Saudi Arabia is inviting bidders to qualify for its first renewable energy tender by 20 March. The world’s top crude exporter is laying the groundwork for a rollout of wind and solar power, which will allow it to reduce the amount of oil used domestically and, it hopes, will stimulate economic development in clean energy. The selected parties will be announced by 10 April and will be able to present their offers for the projects from 17 April to the end of July, according to a statement by the energy ministry. As much as 700MW of wind and solar power will be available in this tender – the first stage of Saudi Arabia’s plan to develop almost 10GW of renewable energy by 2023.
Auctions were also trending in the news in India, after a World Bank-backed auction on 10 February produced a record low bid of 3.30 rupees (5 US cents) a kilowatt-hour for solar PV. The auction for 750MW of power in Madhya Pradesh state included payment guarantees, annual tariff increases and power purchase agreements designed by the International Finance Corporation. All of which helped boost confidence in the projects for developers. The lower electricity tariffs produced by India’s auction will be attractive to the country’s indebted state-run power retailers, and could help them improve their finances, according to BNEF.
The trend for allocating renewable energy capacity through competitive auctions may spur developers to scale up the size of projects in key European markets, according to state lender Norddeutsche Landesbank Girozentrale. In an effort to meet the low tariffs demanded of auction winners, developers and financiers may seek to save on maintenance and grid-connection costs by building bigger wind parks, according to a NordLB spokesman. These tactics may be in evidence in Germany’s auctions for 2.8GW of onshore wind capacity this year, and France’s plans to put 3GW of capacity under the hammer by 2019.
In other wind industry news, Siemens announced that it would close a wind turbine factory in Denmark last week, eliminating 430 jobs in the process. The factory in Engesvang produces smaller turbine blades and hasn’t been able to meet the growing demand for larger blades, including those needed for offshore wind farms. Canadian utility Enbridge is joining up with Germany’s Energie Baden-Wuerttemberg on a EUR 1.8bn ($1.9bn) wind farm under construction in the German North Sea, according to a statement last Friday. EnBW is selling a 49.9% stake in the 497MW Hohe See wind farm to the Calgary-based firm, and the two companies will work on the project together. It is expected to start operations in August 2019.
In other news, climate change could trigger resource and border conflicts and in the worst cases precipitate war, according to top European and United Nations officials who spoke about the military threat of global warming at a world security conference in Munich last weekend. “Climate change is a threat multiplier that leads to social upheaval and possibly even armed conflict,” the UN’s top climate official, Patricia Espinosa Cantellano, said at the conference. Climate change and population growth were named as the two most serious “megatrends” threatening international peace and stability by Secretary General Antonio Guterres. The delicate balance between protecting the Arctic and extracting fossil fuels was discussed at the event, as was the economic threat posed by European renewable energy to Russia’s oil and gas supply.
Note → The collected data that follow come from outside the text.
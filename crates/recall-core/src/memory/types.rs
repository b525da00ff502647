//! ============================================================================
//! Memory Types - Data structures for tenant-scoped chat memory
//! ============================================================================
//! Chat messages, vector records, metadata and retrieval results.
//! ============================================================================

use serde::{Deserialize, Serialize};
use uuid::Uuid;

use super::error::MemoryError;

/// Fixed-length embedding produced by the external model
pub type EmbeddingVector = Vec<f32>;

/// Who sent a chat message
#[derive(Debug, Clone, Copy, PartialEq, Eq, Hash, Serialize, Deserialize)]
#[serde(rename_all = "snake_case")]
pub enum SenderRole {
    User,
    Assistant,
    System,
}

impl SenderRole {
    /// Wire/payload representation
    pub fn as_str(&self) -> &'static str {
        match self {
            SenderRole::User => "user",
            SenderRole::Assistant => "assistant",
            SenderRole::System => "system",
        }
    }

    /// Label used when rendering context for a prompt
    pub fn display_name(&self) -> &'static str {
        match self {
            SenderRole::User => "User",
            SenderRole::Assistant => "Assistant",
            SenderRole::System => "System",
        }
    }
}

impl std::fmt::Display for SenderRole {
    fn fmt(&self, f: &mut std::fmt::Formatter<'_>) -> std::fmt::Result {
        f.write_str(self.as_str())
    }
}

impl std::str::FromStr for SenderRole {
    type Err = MemoryError;

    fn from_str(s: &str) -> Result<Self, Self::Err> {
        match s.trim().to_lowercase().as_str() {
            "user" => Ok(SenderRole::User),
            "assistant" => Ok(SenderRole::Assistant),
            "system" => Ok(SenderRole::System),
            _ => Err(MemoryError::InvalidInput(format!("Unknown sender role: {}", s))),
        }
    }
}

/// A chat message as recorded by the conversation store. Immutable.
#[derive(Debug, Clone, PartialEq, Serialize, Deserialize)]
pub struct ChatMessage {
    pub id: String,
    pub organization_id: String,
    pub user_id: String,
    pub sender_role: SenderRole,
    pub text: String,
    /// Unix timestamp in milliseconds
    pub created_at: i64,
}

impl ChatMessage {
    /// Create a message stamped with the current time
    pub fn new(
        id: impl Into<String>,
        organization_id: impl Into<String>,
        user_id: impl Into<String>,
        sender_role: SenderRole,
        text: impl Into<String>,
    ) -> Self {
        Self {
            id: id.into(),
            organization_id: organization_id.into(),
            user_id: user_id.into(),
            sender_role,
            text: text.into(),
            created_at: chrono::Utc::now().timestamp_millis(),
        }
    }

    /// Override the creation timestamp (milliseconds)
    pub fn at(mut self, created_at: i64) -> Self {
        self.created_at = created_at;
        self
    }
}

/// Task hint sent to the embedding model
#[derive(Debug, Clone, Copy, PartialEq, Eq, Serialize, Deserialize)]
#[serde(rename_all = "snake_case")]
pub enum EmbeddingTask {
    /// Content being stored
    Passage,
    /// A search query
    Query,
}

impl EmbeddingTask {
    pub fn as_str(&self) -> &'static str {
        match self {
            EmbeddingTask::Passage => "passage",
            EmbeddingTask::Query => "query",
        }
    }
}

/// The filterable scoping fields of a record. Fixed schema.
#[derive(Debug, Clone, PartialEq, Serialize, Deserialize)]
pub struct RecordMetadata {
    pub organization_id: String,
    pub user_id: String,
    pub sender_role: SenderRole,
    pub created_at: i64,
}

impl RecordMetadata {
    /// Check the schema before anything reaches the store
    pub fn validate(&self) -> Result<(), MemoryError> {
        if self.organization_id.trim().is_empty() {
            return Err(MemoryError::InvalidInput(
                "metadata.organization_id is empty".to_string(),
            ));
        }
        if self.user_id.trim().is_empty() {
            return Err(MemoryError::InvalidInput("metadata.user_id is empty".to_string()));
        }
        if self.created_at < 0 {
            return Err(MemoryError::InvalidInput(format!(
                "metadata.created_at is negative: {}",
                self.created_at
            )));
        }
        Ok(())
    }
}

/// Non-filterable provenance kept alongside a record for prompt rendering
#[derive(Debug, Clone, PartialEq, Serialize, Deserialize)]
pub struct RecordSource {
    pub message_id: String,
    /// Message text, absent when text storage is disabled
    #[serde(skip_serializing_if = "Option::is_none", default)]
    pub text: Option<String>,
}

/// The unit stored in the vector index
#[derive(Debug, Clone, PartialEq, Serialize, Deserialize)]
pub struct VectorRecord {
    pub record_id: Uuid,
    pub vector: EmbeddingVector,
    pub metadata: RecordMetadata,
    pub source: RecordSource,
}

impl VectorRecord {
    /// Validate identity, vector shape and metadata schema
    pub fn validate(&self, dimension: usize) -> Result<(), MemoryError> {
        if self.record_id.is_nil() {
            return Err(MemoryError::InvalidInput("record_id is nil".to_string()));
        }
        validate_vector(&self.vector, dimension)?;
        self.metadata.validate()
    }
}

/// Reject vectors of the wrong dimension or with NaN/inf components
pub fn validate_vector(vector: &[f32], dimension: usize) -> Result<(), MemoryError> {
    if vector.len() != dimension {
        return Err(MemoryError::DimensionMismatch {
            expected: dimension,
            actual: vector.len(),
        });
    }
    if vector.iter().any(|v| !v.is_finite()) {
        return Err(MemoryError::InvalidInput(
            "vector contains non-finite values".to_string(),
        ));
    }
    Ok(())
}

/// A record as read back by id, without its vector
#[derive(Debug, Clone, PartialEq, Serialize, Deserialize)]
pub struct StoredRecord {
    pub record_id: Uuid,
    pub metadata: RecordMetadata,
    pub source: RecordSource,
}

/// One retrieved record with its similarity score
#[derive(Debug, Clone, PartialEq, Serialize, Deserialize)]
pub struct ScoredRecord {
    pub record_id: Uuid,
    pub metadata: RecordMetadata,
    pub source: RecordSource,
    pub score: f32,
}

impl ScoredRecord {
    /// Result order: descending score, then newer first
    pub fn rank_cmp(&self, other: &Self) -> std::cmp::Ordering {
        other
            .score
            .total_cmp(&self.score)
            .then_with(|| other.metadata.created_at.cmp(&self.metadata.created_at))
    }
}

/// Ranked retrieval output: descending score, newer first on ties
#[derive(Debug, Clone, Default, PartialEq, Serialize, Deserialize)]
pub struct RetrievalResult {
    pub hits: Vec<ScoredRecord>,
}

impl RetrievalResult {
    pub fn new(hits: Vec<ScoredRecord>) -> Self {
        Self { hits }
    }

    pub fn is_empty(&self) -> bool {
        self.hits.is_empty()
    }

    pub fn len(&self) -> usize {
        self.hits.len()
    }

    pub fn top(&self) -> Option<&ScoredRecord> {
        self.hits.first()
    }

    pub fn iter(&self) -> impl Iterator<Item = &ScoredRecord> {
        self.hits.iter()
    }
}

/// A read-path request. The organization always scopes the search.
#[derive(Debug, Clone, Serialize, Deserialize)]
pub struct RetrievalQuery {
    pub organization_id: String,
    pub query_text: String,
    pub top_k: usize,
    /// Narrow to one user's messages
    #[serde(default)]
    pub user_id: Option<String>,
    /// Narrow to one sender role
    #[serde(default)]
    pub sender_role: Option<SenderRole>,
}

impl RetrievalQuery {
    pub fn new(organization_id: impl Into<String>, query_text: impl Into<String>, top_k: usize) -> Self {
        Self {
            organization_id: organization_id.into(),
            query_text: query_text.into(),
            top_k,
            user_id: None,
            sender_role: None,
        }
    }

    pub fn for_user(mut self, user_id: impl Into<String>) -> Self {
        self.user_id = Some(user_id.into());
        self
    }

    pub fn with_role(mut self, sender_role: SenderRole) -> Self {
        self.sender_role = Some(sender_role);
        self
    }
}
The question of whether President Donald Trump pulls the US out of the Paris climate accord was also discussed. “The response of the international community will be significant,” in the ultimate decision of whether or not the agreement is abandoned by the US, said US Democratic Senator Sheldon Whitehouse. If no action is taken to tackle global warming, as much as 70% of Alpine snow could disappear by the end of the century, according to new research by the European Geosciences Union. The paper, which used three-dimensional modelling to understand the effects of global warming on mountain snow coverage, said that the Alps would lose about 30% of snow cover by 2100 even if countries limit temperature increases to below 2 degrees Celsius. So it might be time to grab your skis and hit the slopes while you still can.
Q&A of the week
Taiwan sees solar, wind as ‘flagship’ for its new energy mix
Taiwan’s new government led by President Tsai Ing-wen pushed through legislation, in January 2017, to make the island state free of nuclear power. All nuclear generation is to stop by 2025, and will be replaced partly by renewable energy and partly by gas-fired plants. “We would like to move away from fossil fuels, which accounted for 81% of power generation last year: 45% coal, 32% gas and 4% oils. The plan is to reduce coal’s contribution to 30%, increase power from gas to 50% and get the balance 20% from renewables by 2025,” Chung-Hsien Chen, senior specialist at the Bureau of Energy in Taiwan’s Ministry of Economic Affairs, said in an interview.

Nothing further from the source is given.